There were many personal highlights for me throughout this year.
• The first was an event at the Guelph Civic Museum where we connected over Skype with a group at the In Flanders Fields Museum in Ypres, Belgium.
The Mayor of Ypres offered a message to the people of Guelph, saying, “Dear citizens of Guelph, we will not forget the words of your famous townsman. Those words will continue to inspire us to further efforts when striving for a better, and more peaceful world. If you ever come to Flanders Fields, do not forget to tell us where you are from.”
• Another highlight was when local veteran and former Member of Parliament William Winegard gave a reading of “In Flanders Fields” at a Council meeting. Dr. Winegard painted a picture of what John McCrae experienced on the battlefields of the First World War – including having to preside over the funeral of a dear friend and comrade. You could have heard a pin drop in Council Chambers that night.
• A third highlight came when the Governor General of Canada visited Guelph to unveil the statue of John McCrae at the Guelph Civic Museum, a statue that was made possible by an extraordinary local fundraising campaign.
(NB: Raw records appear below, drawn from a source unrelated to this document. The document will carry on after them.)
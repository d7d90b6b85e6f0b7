//! Background feeds into the alert service.

use std::sync::Arc;
use std::time::Duration;

use tokio::sync::watch;
use tokio::task::JoinHandle;
use tokio::time::MissedTickBehavior;
use tracing::{debug, info, warn};

use riskwatch_events::Subscription;
use riskwatch_jobs::{JobStatus, JobStatusChanged};
use riskwatch_observability::PerformanceMonitor;

use crate::service::AlertService;

/// Watches job status changes and reports failures and completions.
#[derive(Debug)]
pub struct AlertMonitor {
    shutdown: watch::Sender<bool>,
    handle: JoinHandle<u64>,
}

impl AlertMonitor {
    /// Spawn the monitor task. Must be called within a Tokio runtime.
    pub fn spawn(service: Arc<AlertService>, mut events: Subscription<JobStatusChanged>) -> Self {
        let (shutdown, mut stopped) = watch::channel(false);
        let handle = tokio::spawn(async move {
            let mut handled = 0u64;
            loop {
                let event = tokio::select! {
                    biased;
                    _ = stopped.changed() => break,
                    event = events.recv() => match event {
                        Some(event) => event,
                        None => break,
                    },
                };
                handled += 1;
                apply(&service, &event);
            }
            // Drain what is already queued so a stop right after a failure still alerts.
            while let Some(event) = events.try_recv() {
                handled += 1;
                apply(&service, &event);
            }
            debug!(handled, "alert monitor exiting");
            handled
        });
        info!("alert monitor started");
        Self { shutdown, handle }
    }

    /// Stop the task; returns how many events it handled.
    pub async fn stop(self) -> u64 {
        self.shutdown.send_replace(true);
        match self.handle.await {
            Ok(handled) => handled,
            Err(e) => {
                warn!(error = %e, "alert monitor task failed");
                0
            }
        }
    }
}

fn apply(service: &AlertService, event: &JobStatusChanged) {
    match event.to {
        JobStatus::Failed => {
            service.record_job_failure(&event.job_type, event.job_id, event.error.as_ref());
        }
        JobStatus::Completed => {
            service.record_job_success(&event.job_type);
        }
        _ => {}
    }
}

/// Periodically samples host resources into the alert service.
#[derive(Debug)]
pub struct ResourceSampler {
    shutdown: watch::Sender<bool>,
    handle: JoinHandle<()>,
}

impl ResourceSampler {
    /// Spawn the sampler. Must be called within a Tokio runtime.
    pub fn spawn(service: Arc<AlertService>, monitor: Arc<PerformanceMonitor>, interval: Duration) -> Self {
        let (shutdown, mut stopped) = watch::channel(false);
        let handle = tokio::spawn(async move {
            let mut ticker = tokio::time::interval(interval);
            ticker.set_missed_tick_behavior(MissedTickBehavior::Skip);
            loop {
                tokio::select! {
                    biased;
                    _ = stopped.changed() => break,
                    _ = ticker.tick() => {}
                }

                let monitor = monitor.clone();
                let metrics = match tokio::task::spawn_blocking(move || monitor.get_system_metrics()).await {
                    Ok(metrics) => metrics,
                    Err(e) => {
                        warn!(error = %e, "resource sampling failed");
                        continue;
                    }
                };
                debug!(metrics = %metrics.to_log_string(), "resource sample");
                service.record_resource_sample(&metrics);
            }
        });
        info!(interval_secs = interval.as_secs(), "resource sampler started");
        Self { shutdown, handle }
    }

    pub async fn stop(self) {
        self.shutdown.send_replace(true);
        if let Err(e) = self.handle.await {
            warn!(error = %e, "resource sampler task failed");
        }
    }
}
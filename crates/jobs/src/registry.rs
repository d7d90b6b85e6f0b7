//! Job-type → handler registry.

use std::collections::HashMap;
use std::future::Future;
use std::sync::{Arc, RwLock};

use async_trait::async_trait;
use tracing::debug;

use riskwatch_core::{EngineError, EngineResult, HandlerError, JobId};

use crate::status::{JobStatusService, ProgressUpdate};
use crate::types::JobType;

/// Context handed to a handler for one attempt.
#[derive(Clone)]
pub struct JobContext {
    pub job_id: JobId,
    pub job_type: JobType,
    pub payload: serde_json::Value,
    /// 1-based attempt number.
    pub attempt: u32,
    status: Arc<JobStatusService>,
}

impl JobContext {
    pub(crate) fn new(
        job_id: JobId,
        job_type: JobType,
        payload: serde_json::Value,
        attempt: u32,
        status: Arc<JobStatusService>,
    ) -> Self {
        Self {
            job_id,
            job_type,
            payload,
            attempt,
            status,
        }
    }

    /// Report progress for this job; see [`JobStatusService::update_progress`].
    pub fn report_progress(&self, progress: f64, update: ProgressUpdate) -> EngineResult<()> {
        self.status
            .update_progress(self.job_id, progress, update)
            .map(|_| ())
    }
}

impl std::fmt::Debug for JobContext {
    fn fmt(&self, f: &mut std::fmt::Formatter<'_>) -> std::fmt::Result {
        f.debug_struct("JobContext")
            .field("job_id", &self.job_id)
            .field("job_type", &self.job_type)
            .field("attempt", &self.attempt)
            .finish_non_exhaustive()
    }
}

/// Async job handler.
///
/// Implemented for any `Fn(JobContext) -> impl Future<Output = Result<Value, HandlerError>>`.
#[async_trait]
pub trait JobHandler: Send + Sync {
    async fn handle(&self, ctx: JobContext) -> Result<serde_json::Value, HandlerError>;
}

#[async_trait]
impl<F, Fut> JobHandler for F
where
    F: Fn(JobContext) -> Fut + Send + Sync,
    Fut: Future<Output = Result<serde_json::Value, HandlerError>> + Send + 'static,
{
    async fn handle(&self, ctx: JobContext) -> Result<serde_json::Value, HandlerError> {
        (self)(ctx).await
    }
}

/// Registered handlers, keyed by job type.
#[derive(Default)]
pub struct HandlerRegistry {
    handlers: RwLock<HashMap<JobType, Arc<dyn JobHandler>>>,
}

impl HandlerRegistry {
    pub fn new() -> Self {
        Self::default()
    }

    /// Register `handler` for `job_type`. A type can be registered once.
    pub fn register(&self, job_type: JobType, handler: Arc<dyn JobHandler>) -> EngineResult<()> {
        let mut handlers = self
            .handlers
            .write()
            .map_err(|_| EngineError::storage("handler registry lock poisoned"))?;
        if handlers.contains_key(&job_type) {
            return Err(EngineError::validation(format!(
                "handler already registered for job type {job_type}"
            )));
        }
        debug!(job_type = %job_type, "job handler registered");
        handlers.insert(job_type, handler);
        Ok(())
    }

    pub fn get(&self, job_type: &JobType) -> Option<Arc<dyn JobHandler>> {
        self.handlers.read().ok()?.get(job_type).cloned()
    }

    pub fn contains(&self, job_type: &JobType) -> bool {
        self.get(job_type).is_some()
    }

    /// Registered types, sorted.
    pub fn job_types(&self) -> Vec<JobType> {
        let mut types: Vec<JobType> = self
            .handlers
            .read()
            .map(|h| h.keys().cloned().collect())
            .unwrap_or_default();
        types.sort();
        types
    }
}

impl std::fmt::Debug for HandlerRegistry {
    fn fmt(&self, f: &mut std::fmt::Formatter<'_>) -> std::fmt::Result {
        f.debug_struct("HandlerRegistry")
            .field("job_types", &self.job_types())
            .finish()
    }
}
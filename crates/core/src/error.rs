//! Engine error model.

use serde::{Deserialize, Serialize};
use thiserror::Error;

/// Result type used across the engine crates.
pub type EngineResult<T> = Result<T, EngineError>;

/// Engine-level error.
///
/// Every public operation resolves to either a value or one of these typed
/// rejections. Handler failures are always wrapped, never surfaced raw.
#[derive(Debug, Error, Clone, PartialEq, Eq)]
pub enum EngineError {
    /// Bad input (malformed payload, unknown job type, zero-sized config).
    #[error("validation failed: {0}")]
    Validation(String),

    /// Unknown job, batch job, stream or alert id.
    #[error("{entity} not found: {id}")]
    NotFound { entity: &'static str, id: String },

    /// The requested transition is not allowed from the current state.
    #[error("invalid state transition: {from} -> {to}")]
    InvalidStateTransition { from: String, to: String },

    /// A job or stream handler failed.
    #[error(transparent)]
    Handler(#[from] HandlerError),

    /// The retry budget of a job is spent.
    #[error("retries exhausted for {id} (max {max_retries})")]
    RetryExhausted { id: String, max_retries: u32 },

    /// Capacity reached; the work was rejected instead of queued.
    #[error("backpressure: {0}")]
    Backpressure(String),

    /// The backing store failed (e.g. a poisoned lock).
    #[error("storage error: {0}")]
    Storage(String),
}

impl EngineError {
    pub fn validation(msg: impl Into<String>) -> Self {
        Self::Validation(msg.into())
    }

    pub fn not_found(entity: &'static str, id: impl ToString) -> Self {
        Self::NotFound {
            entity,
            id: id.to_string(),
        }
    }

    pub fn invalid_transition(from: impl core::fmt::Debug, to: impl core::fmt::Debug) -> Self {
        Self::InvalidStateTransition {
            from: format!("{from:?}").to_lowercase(),
            to: format!("{to:?}").to_lowercase(),
        }
    }

    pub fn backpressure(msg: impl Into<String>) -> Self {
        Self::Backpressure(msg.into())
    }

    pub fn storage(msg: impl Into<String>) -> Self {
        Self::Storage(msg.into())
    }

    pub fn is_not_found(&self) -> bool {
        matches!(self, Self::NotFound { .. })
    }
}

/// Classification of a handler failure.
#[derive(Debug, Clone, Copy, PartialEq, Eq, Hash, Serialize, Deserialize)]
#[serde(rename_all = "snake_case")]
pub enum ErrorKind {
    /// Likely to succeed on a later attempt (I/O hiccup, lock contention).
    Transient,
    /// Will fail again no matter how often it is retried.
    Permanent,
    /// The job payload itself is invalid.
    Validation,
    /// A downstream resource is saturated.
    ResourceExhausted,
}

impl ErrorKind {
    pub fn as_str(&self) -> &'static str {
        match self {
            ErrorKind::Transient => "transient",
            ErrorKind::Permanent => "permanent",
            ErrorKind::Validation => "validation",
            ErrorKind::ResourceExhausted => "resource_exhausted",
        }
    }
}

impl core::fmt::Display for ErrorKind {
    fn fmt(&self, f: &mut core::fmt::Formatter<'_>) -> core::fmt::Result {
        f.write_str(self.as_str())
    }
}

/// Error produced by a job, batch or stream handler.
#[derive(Debug, Error, Clone, PartialEq, Eq, Serialize, Deserialize)]
#[error("{kind} handler error: {message}")]
pub struct HandlerError {
    pub kind: ErrorKind,
    pub message: String,
}

impl HandlerError {
    pub fn new(kind: ErrorKind, message: impl Into<String>) -> Self {
        Self {
            kind,
            message: message.into(),
        }
    }

    pub fn transient(message: impl Into<String>) -> Self {
        Self::new(ErrorKind::Transient, message)
    }

    pub fn permanent(message: impl Into<String>) -> Self {
        Self::new(ErrorKind::Permanent, message)
    }

    pub fn validation(message: impl Into<String>) -> Self {
        Self::new(ErrorKind::Validation, message)
    }

    pub fn resource_exhausted(message: impl Into<String>) -> Self {
        Self::new(ErrorKind::ResourceExhausted, message)
    }
}

/// Untyped handler failures are assumed transient.
impl From<anyhow::Error> for HandlerError {
    fn from(err: anyhow::Error) -> Self {
        Self::transient(format!("{err:#}"))
    }
}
The Governor General asked us to consider what John McCrae – a brilliant doctor – might have done in his life if he had not died so soon.
As we commemorated the 100th anniversary, I was grateful for the opportunity to learn about John McCrae – not just as a historical figure, but as a person who lived and breathed and grew up here in Guelph.
It was a powerful reminder that – for every name listed on our Cenotaph – there is a person and a story behind it. A person with family, friends, talents, dreams, and plans that were cut short far too soon.
They paid a heavy price to secure freedom and peace for the rest of us.
They paid a heavy price to ensure Canada is one of the most peaceful and prosperous countries in the world.
It is a privilege to honour them.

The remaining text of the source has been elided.